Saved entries
━━━━━━━━━━

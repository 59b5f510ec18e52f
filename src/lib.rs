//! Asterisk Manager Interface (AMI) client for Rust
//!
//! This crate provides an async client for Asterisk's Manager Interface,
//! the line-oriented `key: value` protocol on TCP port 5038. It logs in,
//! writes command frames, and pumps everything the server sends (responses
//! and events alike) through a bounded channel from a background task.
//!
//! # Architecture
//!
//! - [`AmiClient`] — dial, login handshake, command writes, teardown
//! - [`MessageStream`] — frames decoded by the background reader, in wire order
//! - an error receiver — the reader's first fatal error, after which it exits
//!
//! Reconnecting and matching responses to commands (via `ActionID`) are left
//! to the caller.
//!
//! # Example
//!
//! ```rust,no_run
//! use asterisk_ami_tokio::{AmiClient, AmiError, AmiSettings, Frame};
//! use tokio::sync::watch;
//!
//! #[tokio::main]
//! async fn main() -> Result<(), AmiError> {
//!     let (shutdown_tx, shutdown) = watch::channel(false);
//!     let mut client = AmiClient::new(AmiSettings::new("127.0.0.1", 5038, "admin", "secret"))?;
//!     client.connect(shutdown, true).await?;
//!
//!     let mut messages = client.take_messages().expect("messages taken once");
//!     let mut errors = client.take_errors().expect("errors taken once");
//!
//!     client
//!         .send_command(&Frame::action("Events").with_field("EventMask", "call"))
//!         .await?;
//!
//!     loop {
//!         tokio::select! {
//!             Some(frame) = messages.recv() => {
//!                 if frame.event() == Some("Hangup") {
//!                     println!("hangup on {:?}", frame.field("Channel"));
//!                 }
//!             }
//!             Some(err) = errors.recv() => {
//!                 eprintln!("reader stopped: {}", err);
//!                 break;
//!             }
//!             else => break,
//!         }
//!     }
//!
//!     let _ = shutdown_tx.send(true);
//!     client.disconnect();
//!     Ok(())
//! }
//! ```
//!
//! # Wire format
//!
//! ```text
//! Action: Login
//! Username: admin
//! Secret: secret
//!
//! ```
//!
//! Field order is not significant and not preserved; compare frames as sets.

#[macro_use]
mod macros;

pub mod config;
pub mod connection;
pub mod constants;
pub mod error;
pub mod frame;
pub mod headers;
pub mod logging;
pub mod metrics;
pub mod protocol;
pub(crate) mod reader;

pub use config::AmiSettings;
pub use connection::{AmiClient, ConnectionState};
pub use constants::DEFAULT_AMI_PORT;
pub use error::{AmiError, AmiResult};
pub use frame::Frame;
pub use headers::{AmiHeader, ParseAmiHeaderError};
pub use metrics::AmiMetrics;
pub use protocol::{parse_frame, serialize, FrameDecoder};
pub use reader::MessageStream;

━━━━━━━━━━

* [Problem to solve]:
Begin with the line that contains "frames as sets." and set down each line exactly until the records above end, including the final line.

* [Task output]:
//! Field order is not significant and not preserved; compare frames as sets.

#[macro_use]
mod macros;

pub mod config;
pub mod connection;
pub mod constants;
pub mod error;
pub mod frame;
pub mod headers;
pub mod logging;
pub mod metrics;
pub mod protocol;
pub(crate) mod reader;

pub use config::AmiSettings;
pub use connection::{AmiClient, ConnectionState};
pub use constants::DEFAULT_AMI_PORT;
pub use error::{AmiError, AmiResult};
pub use frame::Frame;
pub use headers::{AmiHeader, ParseAmiHeaderError};
pub use metrics::AmiMetrics;
pub use protocol::{parse_frame, serialize, FrameDecoder};
pub use reader::MessageStream;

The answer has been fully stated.